▸ TASK BRIEF
Going line by line through the entries below, note each one with "const", then report how many there are and nothing else.

** Opening MATERIAL PROVIDED block **

//! Backend client: comfort oracle probe and agent optimization transport
//!
//! `ComfortApi` is the seam between the orchestrator and the network. The
//! production implementation is [`ApiClient`] (reqwest); tests substitute
//! in-memory fakes.

mod http;

pub use http::{ApiClient, OPTIMIZE_PATH, PROBE_PATH};

use async_trait::async_trait;
use serde_json::Value;

use crate::types::{ComfortConfig, PowerReading, SensorReading};

/// Endpoint labels used in error messages and logs.
pub const PROBE_ENDPOINT: &str = "hvac-power";
pub const OPTIMIZE_ENDPOINT: &str = "optimize";

/// Transport-level failures for either endpoint.
#[derive(Debug, thiserror::Error)]
pub enum ClientError {
    #[error("HTTP error: {0}")]
    Http(#[from] reqwest::Error),
    #[error("{endpoint} failed: {status}{}", detail_suffix(.detail))]
    Status {
        endpoint: &'static str,
        status: u16,
        detail: String,
    },
    #[error("{endpoint} returned an undecodable body: {source}")]
    Decode {
        endpoint: &'static str,
        #[source]
        source: serde_json::Error,
    },
    /// `{ok: false, error}` from the optimizer; displays the server text verbatim.
    #[error("{0}")]
    Rejected(String),
    #[error("invalid backend URL: {0}")]
    InvalidUrl(String),
}

fn detail_suffix(detail: &str) -> String {
    if detail.is_empty() {
        String::new()
    } else {
        format!(" {detail}")
    }
}

impl ClientError {
    /// HTTP status for `Status` errors.
    pub const fn status(&self) -> Option<u16> {
        match self {
            Self::Status { status, .. } => Some(*status),
            _ => None,
        }
    }
}

/// Remote comfort services.
#[async_trait]
pub trait ComfortApi: Send + Sync {
    /// One oracle read for the given inputs.
    async fn probe(&self, reading: &SensorReading) -> Result<PowerReading, ClientError>;

    /// Submit an optimization job and return its (unnormalized) plan payload.
    async fn optimize(&self, config: &ComfortConfig) -> Result<Value, ClientError>;
}
//! Comfort oracle probe types

use serde::{Deserialize, Serialize};

/// Instantaneous inputs for one oracle probe.
///
/// Values are passed through unvalidated; bounded input controls are expected
/// to keep them within the oracle's accepted ranges.
#[derive(Debug, Clone, Copy, PartialEq, Serialize, Deserialize)]
pub struct SensorReading {
    /// Indoor temperature (°C)
    pub indoor: f64,
    /// Occupancy percentage (0..100)
    pub occupancy: f64,
    /// Outdoor temperature (°C)
    pub outdoor: f64,
}

impl SensorReading {
    pub const fn new(indoor: f64, occupancy: f64, outdoor: f64) -> Self {
        Self {
            indoor,
            occupancy,
            outdoor,
        }
    }

    /// Query parameters in wire order.
    pub fn query_pairs(&self) -> [(&'static str, String); 3] {
        [
            ("indoor", self.indoor.to_string()),
            ("occupancy", self.occupancy.to_string()),
            ("outdoor", self.outdoor.to_string()),
        ]
    }
}

impl Default for SensorReading {
    fn default() -> Self {
        Self::new(22.0, 50.0, 20.0)
    }
}

/// Oracle response: fuzzy controller output plus the naive thermostat baseline.
#[derive(Debug, Clone, Copy, PartialEq, Serialize, Deserialize)]
pub struct PowerReading {
    /// Fuzzy controller HVAC power (0..10)
    pub hvac_power: f64,
    /// Naive on/off thermostat power for comparison (0 or 10)
    pub naive_hvac_power: f64,
}

impl PowerReading {
    /// Fuzzy minus naive power. Negative means the fuzzy controller draws less.
    pub fn savings_delta(&self) -> f64 {
        self.hvac_power - self.naive_hvac_power
    }
}
//! Comfort Planner: HVAC comfort oracle and schedule optimization client
//!
//! Talks to a backend exposing a fuzzy HVAC "comfort oracle" and an agent
//! crew that plans a 24-hour heating/cooling schedule.
//!
//! ## Architecture
//!
//! - **Probe Client** (`client`): one GET to the oracle, returns fuzzy and naive power
//! - **Optimization Orchestrator** (`planner::Optimizer`): Idle → Running → Succeeded | Failed
//! - **Response Normalizer** (`planner::normalize`): recovers a schedule from
//!   whatever shape the agent crew returned, or falls back to raw text
//! - **Display** (`display`): terminal rendering that tolerates non-numeric cells

pub mod config;
pub mod types;
pub mod client;
pub mod planner;
pub mod display;

// Re-export client configuration
pub use config::{BackendConfig, ClientConfig, ConfigError};

// Re-export commonly used types
pub use types::{
    ComfortConfig, OccupancyProfile, OptimizeEnvelope, PowerReading, ProfileError, Schedule,
    ScheduleEntry, SensorReading,
};

// Re-export client
pub use client::{ApiClient, ClientError, ComfortApi};

// Re-export planner components
pub use planner::{normalize, NormalizedPlan, Optimizer, RunPhase, RunState, RunToken};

** Closing MATERIAL PROVIDED block **

▸ OUTPUT BELOW
4